Vertical concentration is severe. In B2B SaaS CRM, TechRadar alone accounts for 8.86% of category citations. In Healthcare, NIH, Healthline, Mayo Clinic, Cleveland Clinic, and ScienceDirect lead Google’s AI Overviews. Brands not present in those gatekeepers are invisible to AI buyers.

The communications discipline most equipped to address these patterns is public relations. Earned media, third-party validation, Wikipedia governance, and community engagement are the levers that move AI citations. Generative Engine Optimization (GEO) is, in operational terms, an extension of PR — not a replacement for it.

1. The Citation Landscape

The data behind AI citation behavior has matured rapidly. Where 2024 reporting relied on small samples and platform-specific snapshots, 2025 produced multiple multi-million-citation datasets that allow cross-platform comparison.

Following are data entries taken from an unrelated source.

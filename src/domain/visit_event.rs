//! Visit events and the best-effort recorder used by the redirect path.

use tokio::sync::mpsc::{self, error::TrySendError};
use tracing::warn;

/// A successful redirect through a short code.
#[derive(Debug, Clone)]
pub struct VisitEvent {
    pub code: String,
}

impl VisitEvent {
    pub fn new(code: impl Into<String>) -> Self {
        Self {
            code: code.into(),
        }
    }
}

/// Non-critical side effect: counts visits without ever holding up a redirect.
///
/// [`VisitRecorder::record`] enqueues onto a bounded channel drained by
/// [`crate::domain::visit_worker::run_visit_worker`]. A full or closed queue
/// drops the visit with a warning; the caller is never told.
#[derive(Debug, Clone)]
pub struct VisitRecorder {
    sender: mpsc::Sender<VisitEvent>,
}

impl VisitRecorder {
    pub fn new(sender: mpsc::Sender<VisitEvent>) -> Self {
        Self { sender }
    }

    /// Creates a recorder and the receiving end for the worker.
    pub fn channel(capacity: usize) -> (Self, mpsc::Receiver<VisitEvent>) {
        let (tx, rx) = mpsc::channel(capacity);
        (Self::new(tx), rx)
    }

    /// Enqueues a visit for `code`. Never blocks, never fails.
    pub fn record(&self, code: &str) {
        match self.sender.try_send(VisitEvent::new(code)) {
            Ok(()) => {}
            Err(TrySendError::Full(event)) => {
                warn!(code = %event.code, "visit queue full, dropping visit");
            }
            Err(TrySendError::Closed(event)) => {
                warn!(code = %event.code, "visit queue closed, dropping visit");
            }
        }
    }

    pub fn is_closed(&self) -> bool {
        self.sender.is_closed()
    }

    /// Remaining free slots in the queue.
    pub fn capacity(&self) -> usize {
        self.sender.capacity()
    }
}

#[cfg(test)]
mod tests {
    use super::*;

    #[test]
    fn test_record_enqueues_event() {
        let (recorder, mut rx) = VisitRecorder::channel(4);

        recorder.record("abc123");

        let event = rx.try_recv().unwrap();
        assert_eq!(event.code, "abc123");
    }

    #[test]
    fn test_record_drops_when_full() {
        let (recorder, mut rx) = VisitRecorder::channel(1);

        recorder.record("first");
        recorder.record("second");

        assert_eq!(rx.try_recv().unwrap().code, "first");
        assert!(rx.try_recv().is_err());
    }

    #[test]
    fn test_record_after_close_does_not_panic() {
        let (recorder, rx) = VisitRecorder::channel(1);
        drop(rx);

        recorder.record("orphan");

        assert!(recorder.is_closed());
    }
}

Datasets referenced in this analysis

Profound: 680 million citations across ChatGPT, Google AI Overviews, and Perplexity, August 2024–June 2025.
Goodie: 5.7 million citations across ChatGPT (GPT-4o), Gemini 1.5, Claude 3.7 Sonnet, and Perplexity Pro, February–June 2025; expanded to 58.6 million citations October 2025–March 2026.
Surfer AI Tracker: 46 million citations across 36 million AI Overviews, March–August 2025.
Semrush: 230,000 prompts across ChatGPT, Google AI Mode, and Perplexity over thirteen weeks, August–October 2025.
Peec AI: 30 million citations spanning ChatGPT, Google AI Mode, Gemini, Perplexity, and Google AI Overviews, with March 2026 snapshot.
Ahrefs: 15,000 queries comparing AI citations to Google top-10 results.
BrightEdge and WebFX: dedicated healthcare-vertical analyses covering 130,000+ U.S. healthcare queries and three-year tracking of AI Overview deployment in healthcare.

The traffic context

Zero-click searches rose from 56% of queries in 2024 to 69% by May 2025. Aggregate organic traffic to news websites declined from 2.3 billion monthly visits in mid-2024 to under 1.7 billion by May 2025 — a loss exceeding 600 million monthly visits in less than a year. Healthline, the most-cited consumer health domain in Google AI Mode at 113,728 citations tracked, has warned that publishers in its category may see 20–35% session losses as AI Overviews provide medical information directly.

Wikipedia presents a paradox illustrative of the broader shift: it is the single most-cited source in AI answers and simultaneously experienced an 8% decline in human pageviews comparing 2025 to 2024. AI consumes Wikipedia faster than humans now do.

2. Platform-by-Platform Source Behavior

The five major AI surfaces reach the same users with materially different citation behaviors. Understanding the differences is the foundation of any GEO strategy.

ChatGPT

ChatGPT, with browsing enabled, queries the Bing index and selects three to ten sources per response. Wikipedia is its dominant source — 47.9% of ChatGPT’s top-10 source share according to Profound and Discovered Labs analyses, and 7.8% of total citations across Profound’s full dataset. Reddit was historically near-equivalent in volume before a sharp adjustment in mid-September 2025. Seer Interactive analysis of more than 500 citations found that 87% of SearchGPT citations match Bing’s top-10 organic results, while only 56% match Google’s. ChatGPT also mentions brands roughly 3.2 times more often than it cites them with links.

Perplexity

Perplexity operates a proprietary index of more than 200 billion URLs, processed across 400+ petabytes of storage. Its citation behavior is the most community-skewed of any major platform: Reddit accounts for approximately 46.7% of Perplexity’s top-10 source share. Profound’s analysis identifies Perplexity’s most-cited domains as G2, Gartner, NerdWallet, PCMag, TripAdvisor, and Yelp — a pattern suggesting Perplexity favors review aggregators and structured comparison sources for commercial intent queries.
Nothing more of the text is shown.